Phosphorylation of Yeast Pah1 Phosphatidate Phosphatase by Casein Kinase II Regulates Its Function in Lipid Metabolism

• Published in: The Journal of biological chemistry Vol. 291; no. 19; pp. 9974 - 9990
• Main Authors: Hsieh, Lu-Sheng, Su, Wen-Min, Han, Gil-Soo, Carman, George M.
• Format: Journal Article
• Language: English
• Published: United States Elsevier Inc 06.05.2016; American Society for Biochemistry and Molecular Biology
• Subjects: Amino Acid Substitution; Casein Kinase II - genetics; Casein Kinase II - metabolism; diacylglycerol; lipid; Lipids; Mass Spectrometry; Mutagenesis, Site-Directed; Mutation, Missense; phosphatidate; Phosphatidate Phosphatase - genetics; Phosphatidate Phosphatase - metabolism; phospholipid; phosphorylation; Phosphorylation - physiology; Saccharomyces cerevisiae - enzymology; Saccharomyces cerevisiae - genetics; Saccharomyces cerevisiae Proteins - genetics; Saccharomyces cerevisiae Proteins - metabolism; triacylglycerol; Triglycerides - genetics; Triglycerides - metabolism; yeast; triacylglycerol; phosphatidate; phospholipid; lipid; phosphorylation; diacylglycerol; yeast
• ISSN: 0021-9258; 1083-351X
• DOI: 10.1074/jbc.M116.726588

Pah1 phosphatidate phosphatase in Saccharomyces cerevisiae catalyzes the penultimate step in the synthesis of triacylglycerol (i.e. the production of diacylglycerol by dephosphorylation of phosphatidate). The enzyme playing a major role in lipid metabolism is subject to phosphorylation (e.g. by Pho85-Pho80, Cdc28-cyclin B, and protein kinases A and C) and dephosphorylation (e.g. by Nem1-Spo7) that regulate its cellular location, catalytic activity, and stability/degradation.

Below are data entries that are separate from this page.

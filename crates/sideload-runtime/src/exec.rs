use sideload_protocol::MemCaps;
use thiserror::Error;

use crate::cache;
use crate::platform::{CacheFault, DeviceAddr, Platform};
use crate::table::{AccessError, ShadowTable};

/// Fewest addressable bytes required at an EXEC entry point. Keeps a stub
/// entry from sitting at the very last byte of its allocation.
pub const EXEC_ENTRY_MIN_BYTES: u32 = 4;

#[derive(Debug, Clone, Copy, PartialEq, Eq, Error)]
pub enum ExecError {
    #[error(transparent)]
    Access(#[from] AccessError),
    #[error(transparent)]
    Cache(#[from] CacheFault),
}

/// Validates `entry`, forces coherency over the whole owning allocation,
/// and performs the foreign call.
///
/// The callee is a zero-argument function returning 4 bytes; anything
/// richer lives in the convention between the host toolchain and its
/// generated wrapper code, which this function neither knows nor checks.
pub fn execute<P: Platform>(
    platform: &mut P,
    table: &ShadowTable,
    entry: DeviceAddr,
) -> Result<i32, ExecError> {
    let record = *table.validate_range(entry, EXEC_ENTRY_MIN_BYTES, MemCaps::EXECUTABLE)?;
    cache::sync_for_execution(platform, &record)?;
    Ok(platform.call(entry))
}
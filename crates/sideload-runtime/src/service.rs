use std::io;

use sideload_protocol::{
    encode_packet_with_limits, encode_status, Limits, Packet, ParseEvent, Status, StreamParser,
};

use crate::dispatch::{Dispatcher, RuntimeConfig};
use crate::platform::Platform;

/// The byte boundary to the outside world. Framing below the byte level is
/// the transport's business; framing above it is entirely [`Service`]'s.
pub trait Transport {
    /// Returns whatever bytes are available, possibly none. An empty buffer
    /// means "nothing right now", not end of stream; signaling stream end
    /// is transport-specific and surfaces as an error.
    fn recv(&mut self) -> io::Result<Vec<u8>>;

    fn send(&mut self, bytes: &[u8]) -> io::Result<()>;
}

/// One worker owning the whole pipeline: parser → dispatcher → platform.
///
/// Packets are processed to completion in arrival order and responses are
/// emitted in the same order; there is no pipelining. While EXEC runs its
/// foreign call the worker is gone for the duration: no other traffic is
/// serviced and an external watchdog will see no progress. That trade-off
/// (simplicity over responsiveness) is deliberate; cancellation does not
/// exist at this layer.
pub struct Service<P: Platform> {
    parser: StreamParser,
    dispatcher: Dispatcher<P>,
    limits: Limits,
}

impl<P: Platform> Service<P> {
    pub fn new(platform: P, config: RuntimeConfig) -> Self {
        Self {
            parser: StreamParser::with_limits(config.limits),
            dispatcher: Dispatcher::new(platform, config),
            limits: config.limits,
        }
    }

    pub fn dispatcher(&self) -> &Dispatcher<P> {
        &self.dispatcher
    }

    pub fn dispatcher_mut(&mut self) -> &mut Dispatcher<P> {
        &mut self.dispatcher
    }

    /// Pushes raw inbound bytes through the pipeline and returns the raw
    /// outbound bytes they produced. Sans-IO core of the runtime: every
    /// well-formed packet in `bytes` yields exactly one response here, in
    /// order; noise yields nothing.
    pub fn feed(&mut self, bytes: &[u8]) -> Vec<u8> {
        let mut out = Vec::new();
        for event in self.parser.push(bytes) {
            let response = match event {
                ParseEvent::Packet(packet) => self.dispatcher.handle(&packet),
                ParseEvent::ChecksumMismatch {
                    command,
                    expected,
                    got,
                } => {
                    tracing::warn!(command, expected, got, "dropping corrupt packet");
                    Packet::error(command, encode_status(Status::Checksum))
                }
            };
            match encode_packet_with_limits(&response, &self.limits) {
                Ok(wire) => out.extend_from_slice(&wire),
                // Responses are bounded by the same limits as requests, so
                // this only fires on a dispatcher bug.
                Err(err) => {
                    tracing::error!(command = response.command, "unencodable response: {err}");
                }
            }
        }
        out
    }

    /// One transport round: receive available bytes, process them, send any
    /// responses. Returns the number of bytes received (zero when the
    /// transport had nothing).
    pub fn poll<T: Transport>(&mut self, transport: &mut T) -> io::Result<usize> {
        let bytes = transport.recv()?;
        if bytes.is_empty() {
            return Ok(0);
        }
        let responses = self.feed(&bytes);
        if !responses.is_empty() {
            transport.send(&responses)?;
        }
        Ok(bytes.len())
    }
}
use std::fmt;

use crate::prelude::*;

/// Metadata the store returns for a freshly ingested file.
#[derive(Debug, Clone, PartialEq, Eq, Serialize, Deserialize)]
pub struct CatalogEntry {
    pub filename: String,
}

/// Full snapshot of ingested filenames, in the order the store lists them.
///
/// Only ever replaced wholesale; there is no incremental patching.
#[derive(Debug, Clone, Default, PartialEq, Eq)]
pub struct Catalog {
    filenames: Vec<String>,
}

impl Catalog {
    pub fn new(filenames: Vec<String>) -> Self {
        Self { filenames }
    }

    pub fn filenames(&self) -> &[String] {
        &self.filenames
    }

    pub fn contains(&self, filename: &str) -> bool {
        self.filenames.iter().any(|f| f == filename)
    }

    pub fn len(&self) -> usize {
        self.filenames.len()
    }

    pub fn is_empty(&self) -> bool {
        self.filenames.is_empty()
    }
}

impl From<Vec<String>> for Catalog {
    fn from(filenames: Vec<String>) -> Self {
        Self::new(filenames)
    }
}

/// At most one filename designated for downstream consumption.
#[derive(Debug, Clone, Default, PartialEq, Eq)]
pub struct ActiveSelection(Option<String>);

impl ActiveSelection {
    pub fn none() -> Self {
        Self(None)
    }

    pub fn some(filename: impl Into<String>) -> Self {
        Self(Some(filename.into()))
    }

    /// Empty strings count as "nothing selected".
    pub fn from_optional(filename: Option<String>) -> Self {
        Self(filename.filter(|f| !f.is_empty()))
    }

    pub fn filename(&self) -> Option<&str> {
        self.0.as_deref()
    }

    pub fn is(&self, filename: &str) -> bool {
        self.0.as_deref() == Some(filename)
    }

    pub fn is_none(&self) -> bool {
        self.0.is_none()
    }
}

impl fmt::Display for ActiveSelection {
    fn fmt(&self, f: &mut fmt::Formatter<'_>) -> fmt::Result {
        match &self.0 {
            Some(filename) => write!(f, "{filename}"),
            None => write!(f, "(none)"),
        }
    }
}
use std::path::Path;

use axum::{
    Form, Json,
    extract::{
        Multipart, Request, State,
        multipart::MultipartRejection,
        rejection::FormRejection,
    },
    http::StatusCode,
    response::{IntoResponse, Response},
};
use tokio::io::AsyncWriteExt;
use tower_http::services::ServeFile;

use super::error::ApiError;
use super::{Reply, StoreState};
use crate::api_bail;
use crate::ops::sources::local_file::OCTET_STREAM;
use crate::prelude::*;
use std::result::Result;

const UPLOAD_FIELD: &str = "image";
const SNIFF_LEN: usize = 512;
const PLAIN_TEXT: &str = "text/plain; charset=utf-8";

const ALLOWED_TYPES: &[&str] = &[
    "image/jpeg",
    "image/png",
    "image/gif",
    "image/webp",
    OCTET_STREAM,
];

#[derive(Debug, Serialize)]
pub struct UploadedFile {
    filename: String,
}

#[derive(Debug, Serialize)]
pub struct CurrentImage {
    current: Option<String>,
}

#[derive(Deserialize)]
pub struct SelectRequest {
    #[serde(default)]
    filename: String,
}

/// Media type of an upload judged by its leading bytes.
pub(super) fn detect_content_type(head: &[u8]) -> String {
    let head = &head[..head.len().min(SNIFF_LEN)];
    if let Some(kind) = infer::get(head) {
        return kind.mime_type().to_owned();
    }
    if head.iter().any(|&b| is_binary_control(b)) {
        OCTET_STREAM.to_owned()
    } else {
        PLAIN_TEXT.to_owned()
    }
}

fn is_binary_control(b: u8) -> bool {
    matches!(b, 0x00..=0x08 | 0x0b | 0x0e..=0x1a | 0x1c..=0x1f)
}

fn stored_name(original: &str) -> Option<String> {
    let base = Path::new(original).file_name()?.to_str()?;
    let nanos = chrono::Utc::now().timestamp_nanos_opt().unwrap_or_default();
    Some(format!("{nanos}-{base}"))
}

pub async fn upload(
    State(state): State<Arc<StoreState>>,
    multipart: Result<Multipart, MultipartRejection>,
) -> Result<(StatusCode, Json<Reply<UploadedFile>>), ApiError> {
    let Ok(mut multipart) = multipart else {
        api_bail!(BAD_REQUEST, "Invalid file upload");
    };
    let (original, contents) = loop {
        match multipart.next_field().await {
            Ok(Some(field)) if field.name() == Some(UPLOAD_FIELD) => {
                let Some(original) = field.file_name().map(str::to_owned) else {
                    api_bail!(BAD_REQUEST, "Invalid file upload");
                };
                match field.bytes().await {
                    Ok(contents) => break (original, contents),
                    Err(err) => {
                        debug!("upload body unreadable: {err}");
                        api_bail!(BAD_REQUEST, "Invalid file upload");
                    }
                }
            }
            Ok(Some(_)) => continue,
            Ok(None) => api_bail!(BAD_REQUEST, "Invalid file upload"),
            Err(err) => {
                debug!("multipart stream unreadable: {err}");
                api_bail!(BAD_REQUEST, "Invalid file upload");
            }
        }
    };
    if contents.is_empty() {
        api_bail!(INTERNAL_SERVER_ERROR, "Error reading file content");
    }

    let media_type = detect_content_type(&contents);
    if !ALLOWED_TYPES.contains(&media_type.as_str()) {
        api_bail!(BAD_REQUEST, "Unsupported file type: {media_type}");
    }

    let Some(filename) = stored_name(&original) else {
        api_bail!(BAD_REQUEST, "Invalid file upload");
    };
    let path = state.upload_dir().join(&filename);
    let mut dst = tokio::fs::File::create(&path).await.map_err(|err| {
        error!(path = %path.display(), "cannot create file: {err}");
        ApiError::internal("Error creating file on server")
    })?;
    let written = async {
        dst.write_all(&contents).await?;
        dst.flush().await
    }
    .await;
    if let Err(err) = written {
        error!(path = %path.display(), "cannot write file: {err}");
        api_bail!(INTERNAL_SERVER_ERROR, "Error saving file content");
    }

    info!(%filename, %media_type, bytes = contents.len(), "stored upload");
    Ok((
        StatusCode::CREATED,
        Json(Reply::ok(
            "File uploaded successfully",
            Some(UploadedFile { filename }),
        )),
    ))
}

pub async fn select_image(
    State(state): State<Arc<StoreState>>,
    form: Result<Form<SelectRequest>, FormRejection>,
) -> Result<Json<Reply<()>>, ApiError> {
    let filename = form.map(|Form(req)| req.filename).unwrap_or_default();
    if filename.is_empty() {
        api_bail!(BAD_REQUEST, "Missing filename parameter");
    }
    let Some(path) = state.resolve(&filename) else {
        api_bail!(NOT_FOUND, "File not found");
    };
    match tokio::fs::metadata(&path).await {
        Ok(meta) if meta.is_file() => {}
        _ => api_bail!(NOT_FOUND, "File not found"),
    }

    info!(%filename, "image selected");
    state.set_current(filename);
    Ok(Json(Reply::ok("Image selected successfully", None)))
}

pub async fn list_images(
    State(state): State<Arc<StoreState>>,
) -> Result<Json<Reply<Vec<String>>>, ApiError> {
    let read_error = |err: std::io::Error| {
        error!(dir = %state.upload_dir().display(), "cannot list uploads: {err}");
        ApiError::internal("Error reading upload directory")
    };
    let mut entries = tokio::fs::read_dir(state.upload_dir())
        .await
        .map_err(read_error)?;
    let mut filenames = Vec::new();
    while let Some(entry) = entries.next_entry().await.map_err(read_error)? {
        let is_dir = entry.file_type().await.is_ok_and(|t| t.is_dir());
        if !is_dir {
            filenames.push(entry.file_name().to_string_lossy().into_owned());
        }
    }
    filenames.sort();
    Ok(Json(Reply::ok("", Some(filenames))))
}

pub async fn current_image(State(state): State<Arc<StoreState>>) -> Json<Reply<CurrentImage>> {
    Json(Reply::ok(
        "",
        Some(CurrentImage {
            current: state.current(),
        }),
    ))
}

/// Serves the active image itself.
pub async fn stream(State(state): State<Arc<StoreState>>, req: Request) -> Response {
    let Some(filename) = state.current() else {
        return (StatusCode::NOT_FOUND, "No image currently selected").into_response();
    };
    let Some(path) = state.resolve(&filename).filter(|p| p.is_file()) else {
        return (StatusCode::NOT_FOUND, "Selected image no longer exists").into_response();
    };
    match ServeFile::new(&path).try_call(req).await {
        Ok(resp) => resp.map(axum::body::Body::new),
        Err(err) => {
            error!(path = %path.display(), "cannot stream image: {err}");
            (StatusCode::INTERNAL_SERVER_ERROR, "Error reading selected image").into_response()
        }
    }
}

pub async fn method_not_allowed() -> ApiError {
    ApiError::new(StatusCode::METHOD_NOT_ALLOWED, "Method not allowed")
}
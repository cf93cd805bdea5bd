//! Concurrent batch ingestion with per-item outcomes.

use futures::future::join_all;
use tokio::sync::watch;

use crate::base::catalog::CatalogEntry;
use crate::base::source::LeafFile;
use crate::execution::selection::SelectionSynchronizer;
use crate::ops::store::RemoteStore;
use crate::prelude::*;
use crate::view::{Notice, Presenter};

#[derive(Debug, Clone)]
pub enum IngestionOutcome {
    Success(CatalogEntry),
    Failure(IngestFailure),
}

#[derive(Debug, Clone, PartialEq, Eq)]
pub struct IngestFailure {
    /// Name of the file that failed.
    pub file: String,
    pub reason: String,
}

/// Aggregate of one settled batch.
#[derive(Debug, Clone, Default)]
pub struct BatchResult {
    pub successes: Vec<CatalogEntry>,
    pub failures: Vec<IngestFailure>,
}

impl BatchResult {
    pub fn from_outcomes(outcomes: impl IntoIterator<Item = IngestionOutcome>) -> Self {
        let mut result = Self::default();
        for outcome in outcomes {
            match outcome {
                IngestionOutcome::Success(entry) => result.successes.push(entry),
                IngestionOutcome::Failure(failure) => result.failures.push(failure),
            }
        }
        result
    }

    pub fn success_count(&self) -> usize {
        self.successes.len()
    }

    pub fn failure_count(&self) -> usize {
        self.failures.len()
    }

    /// Failure reasons in submission order.
    pub fn reasons(&self) -> Vec<&str> {
        self.failures.iter().map(|f| f.reason.as_str()).collect()
    }

    fn success_notice(&self) -> Option<Notice> {
        (self.success_count() > 0).then(|| {
            Notice::success(format!("{} files uploaded successfully", self.success_count()))
        })
    }

    fn failure_notice(&self) -> Option<Notice> {
        (self.failure_count() > 0).then(|| {
            Notice::error(format!(
                "{} files failed: {}",
                self.failure_count(),
                self.reasons().join(", ")
            ))
        })
    }
}

// ---------------------------------------------------------------------------
// BusyFlag
// ---------------------------------------------------------------------------

/// Aggregate "work in progress" indicator; observers subscribe to changes.
///
/// Counts batches in flight, so overlapping batches keep it raised until the
/// last one settles.
pub struct BusyFlag {
    tx: watch::Sender<bool>,
    in_flight: Mutex<usize>,
}

impl Default for BusyFlag {
    fn default() -> Self {
        Self::new()
    }
}

impl BusyFlag {
    pub fn new() -> Self {
        let (tx, _rx) = watch::channel(false);
        Self {
            tx,
            in_flight: Mutex::new(0),
        }
    }

    pub fn subscribe(&self) -> watch::Receiver<bool> {
        self.tx.subscribe()
    }

    pub fn is_busy(&self) -> bool {
        *self.tx.borrow()
    }

    pub fn in_flight(&self) -> usize {
        *self.lock_in_flight()
    }

    /// Asserts the flag until the returned guard is dropped.
    pub fn acquire<'a>(&'a self, presenter: &'a dyn Presenter) -> BusyGuard<'a> {
        let raised = {
            let mut in_flight = self.lock_in_flight();
            *in_flight += 1;
            *in_flight == 1
        };
        if raised {
            self.tx.send_replace(true);
            presenter.set_busy(true);
        }
        BusyGuard {
            flag: self,
            presenter,
        }
    }

    fn release(&self, presenter: &dyn Presenter) {
        let lowered = {
            let mut in_flight = self.lock_in_flight();
            *in_flight = in_flight.saturating_sub(1);
            *in_flight == 0
        };
        if lowered {
            self.tx.send_replace(false);
            presenter.set_busy(false);
        }
    }

    // The count is never left half-updated, so a poisoned lock is still valid.
    fn lock_in_flight(&self) -> std::sync::MutexGuard<'_, usize> {
        self.in_flight
            .lock()
            .unwrap_or_else(std::sync::PoisonError::into_inner)
    }
}

/// Releases the busy flag on every exit path, unwinding included.
#[must_use = "the busy flag is released as soon as the guard is dropped"]
pub struct BusyGuard<'a> {
    flag: &'a BusyFlag,
    presenter: &'a dyn Presenter,
}

impl Drop for BusyGuard<'_> {
    fn drop(&mut self) {
        self.flag.release(self.presenter);
    }
}

// ---------------------------------------------------------------------------
// IngestionCoordinator
// ---------------------------------------------------------------------------

pub struct IngestionCoordinator {
    store: Arc<dyn RemoteStore>,
    synchronizer: Arc<SelectionSynchronizer>,
    presenter: Arc<dyn Presenter>,
    busy: BusyFlag,
}

impl IngestionCoordinator {
    pub fn new(
        store: Arc<dyn RemoteStore>,
        synchronizer: Arc<SelectionSynchronizer>,
        presenter: Arc<dyn Presenter>,
    ) -> Self {
        Self {
            store,
            synchronizer,
            presenter,
            busy: BusyFlag::new(),
        }
    }

    pub fn busy(&self) -> &BusyFlag {
        &self.busy
    }

    /// Uploads every file concurrently and waits for all of them to settle.
    ///
    /// A batch without a single image is refused up front with
    /// `Error::NoEligibleFiles` and nothing is sent. Otherwise the whole batch is
    /// dispatched; individual failures end up in the result, never as `Err`.
    /// The catalog is reloaded once if anything succeeded.
    pub async fn ingest(&self, files: Vec<LeafFile>) -> Result<BatchResult> {
        if !files.iter().any(LeafFile::is_image) {
            let err = Error::NoEligibleFiles;
            self.presenter.notify(Notice::error(err.to_string()));
            return Err(err);
        }

        let _busy = self.busy.acquire(self.presenter.as_ref());
        info!(files = files.len(), "dispatching upload batch");

        let outcomes = join_all(files.iter().map(|file| self.ingest_one(file))).await;
        let result = BatchResult::from_outcomes(outcomes);
        info!(
            succeeded = result.success_count(),
            failed = result.failure_count(),
            "upload batch settled"
        );

        if let Some(notice) = result.success_notice() {
            self.presenter.notify(notice);
        }
        if let Some(notice) = result.failure_notice() {
            self.presenter.notify(notice);
        }
        if result.success_count() > 0
            && let Err(err) = self.synchronizer.reload().await
        {
            debug!("catalog reload after upload failed: {err}");
        }
        Ok(result)
    }

    async fn ingest_one(&self, file: &LeafFile) -> IngestionOutcome {
        match self.store.upload(file).await {
            Ok(entry) => {
                debug!(file = file.name(), stored = %entry.filename, "uploaded");
                IngestionOutcome::Success(entry)
            }
            Err(err) => {
                warn!(file = file.name(), "upload failed: {err}");
                IngestionOutcome::Failure(IngestFailure {
                    file: file.name().to_owned(),
                    reason: err.reason(),
                })
            }
        }
    }
}
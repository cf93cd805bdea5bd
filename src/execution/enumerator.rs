//! Expands a drop payload of files and directories into a flat file list.

use futures::FutureExt;
use futures::future::{BoxFuture, join_all};

use crate::base::source::{LeafFile, SourceHandle};
use crate::prelude::*;

/// Leaf files in discovery order.
#[derive(Debug, Default)]
pub struct FlatFileList {
    pub files: Vec<LeafFile>,
    /// Directories whose reads failed; whatever they yielded before failing is kept.
    pub unreadable: Vec<String>,
}

impl FlatFileList {
    pub fn len(&self) -> usize {
        self.files.len()
    }

    pub fn is_empty(&self) -> bool {
        self.files.is_empty()
    }

    fn append(&mut self, mut other: FlatFileList) {
        self.files.append(&mut other.files);
        self.unreadable.append(&mut other.unreadable);
    }
}

/// Recursively expands `handles`.
///
/// Each directory is read until it returns an empty batch; its children are
/// then expanded concurrently. The result is complete only once every branch
/// has resolved, and keeps first-discovered-first-appended order.
pub async fn enumerate(handles: Vec<SourceHandle>) -> FlatFileList {
    let listing = expand_all(handles).await;
    debug!(
        files = listing.len(),
        unreadable = listing.unreadable.len(),
        "enumerated sources"
    );
    listing
}

async fn expand_all(handles: Vec<SourceHandle>) -> FlatFileList {
    let mut listing = FlatFileList::default();
    for expansion in join_all(handles.into_iter().map(expand)).await {
        listing.append(expansion);
    }
    listing
}

fn expand(handle: SourceHandle) -> BoxFuture<'static, FlatFileList> {
    async move {
        let mut dir = match handle {
            SourceHandle::File(file) => {
                return FlatFileList {
                    files: vec![file],
                    unreadable: Vec::new(),
                };
            }
            SourceHandle::Directory(dir) => dir,
        };

        let mut children = Vec::new();
        let mut unreadable = Vec::new();
        loop {
            match dir.read_children().await {
                Ok(batch) if batch.is_empty() => break,
                Ok(batch) => children.extend(batch),
                Err(err) => {
                    warn!(directory = dir.name(), "failed to read directory: {err}");
                    unreadable.push(dir.name().to_owned());
                    break;
                }
            }
        }
        trace!(directory = dir.name(), children = children.len(), "directory read");

        let mut listing = FlatFileList {
            files: Vec::new(),
            unreadable,
        };
        listing.append(expand_all(children).await);
        listing
    }
    .boxed()
}
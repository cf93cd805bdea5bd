pub mod sources;
pub mod store;
//! Presentation boundary and the collection view model behind it.

use std::fmt;
use std::io::Write;

use url::Url;

use crate::base::catalog::{ActiveSelection, Catalog};
use crate::prelude::*;

#[derive(Debug, Clone, Copy, PartialEq, Eq)]
pub enum Severity {
    Success,
    Error,
}

/// A user-facing notification.
#[derive(Debug, Clone, PartialEq, Eq)]
pub struct Notice {
    pub message: String,
    pub severity: Severity,
}

impl Notice {
    pub fn success(message: impl Into<String>) -> Self {
        Self {
            message: message.into(),
            severity: Severity::Success,
        }
    }

    pub fn error(message: impl Into<String>) -> Self {
        Self {
            message: message.into(),
            severity: Severity::Error,
        }
    }

    pub fn is_error(&self) -> bool {
        self.severity == Severity::Error
    }
}

/// What the core asks of whatever shows results to the user.
pub trait Presenter: Send + Sync {
    /// Replaces the whole collection view.
    fn render(&self, catalog: &Catalog, active: &ActiveSelection);

    /// Marks `filename` active and every other entry inactive.
    fn mark_active(&self, filename: &str);

    fn notify(&self, notice: Notice);

    fn set_busy(&self, busy: bool);
}

#[derive(Debug, Clone, PartialEq, Eq)]
pub struct EntryView {
    pub filename: String,
    pub url: String,
    pub active: bool,
}

impl EntryView {
    /// Label of the entry's activation control.
    pub fn label(&self) -> &'static str {
        if self.active { "Selected" } else { "Select" }
    }
}

/// One activatable entry per catalog item.
#[derive(Debug, Clone, Default, PartialEq, Eq)]
pub struct CollectionView {
    entries: Vec<EntryView>,
}

impl CollectionView {
    pub fn build(catalog: &Catalog, active: &ActiveSelection, public_url: &Url) -> Self {
        let entries = catalog
            .filenames()
            .iter()
            .map(|filename| EntryView {
                filename: filename.clone(),
                url: entry_url(public_url, filename),
                active: active.is(filename),
            })
            .collect();
        Self { entries }
    }

    /// Full replace: recomputes every entry, so stale marks cannot survive.
    pub fn mark_active(&mut self, filename: &str) {
        for entry in &mut self.entries {
            entry.active = entry.filename == filename;
        }
    }

    pub fn entries(&self) -> &[EntryView] {
        &self.entries
    }

    pub fn active_entries(&self) -> impl Iterator<Item = &EntryView> {
        self.entries.iter().filter(|e| e.active)
    }

    pub fn is_empty(&self) -> bool {
        self.entries.is_empty()
    }
}

impl fmt::Display for CollectionView {
    fn fmt(&self, f: &mut fmt::Formatter<'_>) -> fmt::Result {
        if self.entries.is_empty() {
            return writeln!(f, "No images uploaded yet");
        }
        for entry in &self.entries {
            let marker = if entry.active { '*' } else { ' ' };
            writeln!(
                f,
                "[{marker}] {:<8} {}  {}",
                entry.label(),
                entry.filename,
                entry.url
            )?;
        }
        Ok(())
    }
}

fn entry_url(public_url: &Url, filename: &str) -> String {
    let mut url = public_url.clone();
    if let Ok(mut segments) = url.path_segments_mut() {
        segments.pop_if_empty().push(filename);
    }
    url.to_string()
}

/// Writes the view and notices as plain text.
pub struct TerminalPresenter {
    public_url: Url,
    view: Mutex<CollectionView>,
    out: Mutex<Box<dyn Write + Send>>,
}

impl TerminalPresenter {
    pub fn new(public_url: Url, out: Box<dyn Write + Send>) -> Self {
        Self {
            public_url,
            view: Mutex::new(CollectionView::default()),
            out: Mutex::new(out),
        }
    }

    pub fn stdout(public_url: Url) -> Self {
        Self::new(public_url, Box::new(std::io::stdout()))
    }

    pub fn view(&self) -> CollectionView {
        self.view.lock().unwrap().clone()
    }

    fn write(&self, text: &str) {
        let mut out = self.out.lock().unwrap();
        if let Err(err) = out.write_all(text.as_bytes()).and_then(|()| out.flush()) {
            debug!("failed to write to terminal: {err}");
        }
    }
}

impl Presenter for TerminalPresenter {
    fn render(&self, catalog: &Catalog, active: &ActiveSelection) {
        let view = CollectionView::build(catalog, active, &self.public_url);
        let text = view.to_string();
        *self.view.lock().unwrap() = view;
        self.write(&text);
    }

    fn mark_active(&self, filename: &str) {
        let text = {
            let mut view = self.view.lock().unwrap();
            view.mark_active(filename);
            (!view.is_empty()).then(|| view.to_string())
        };
        if let Some(text) = text {
            self.write(&text);
        }
    }

    fn notify(&self, notice: Notice) {
        let tag = match notice.severity {
            Severity::Success => "ok",
            Severity::Error => "error",
        };
        self.write(&format!("{tag}: {}\n", notice.message));
    }

    fn set_busy(&self, busy: bool) {
        if busy {
            self.write("uploading...\n");
        }
    }
}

In this work, we show that Pah1 is a substrate for casein kinase II (CKII); its phosphorylation was time- and dose-dependent and was dependent on the concentrations of Pah1 (Km = 0.23 μm) and ATP (Km = 5.5 μm). By mass spectrometry, truncation analysis, site-directed mutagenesis, phosphopeptide mapping, and phosphoamino acid analysis, we identified that >90% of its phosphorylation occurs on Thr-170, Ser-250, Ser-313, Ser-705, Ser-814, and Ser-818. The CKII-phosphorylated Pah1 was a substrate for the Nem1-Spo7 protein phosphatase and was degraded by the 20S proteasome. The prephosphorylation of Pah1 by protein kinase A or protein kinase C reduced its subsequent phosphorylation by CKII. The prephosphorylation of Pah1 by CKII reduced its subsequent phosphorylation by protein kinase A but not by protein kinase C. The expression of Pah1 with combined mutations of S705D and 7A, which mimic its phosphorylation by CKII and lack of phosphorylation by Pho85-Pho80, caused an increase in triacylglycerol content and lipid droplet number in cells expressing the Nem1-Spo7 phosphatase complex.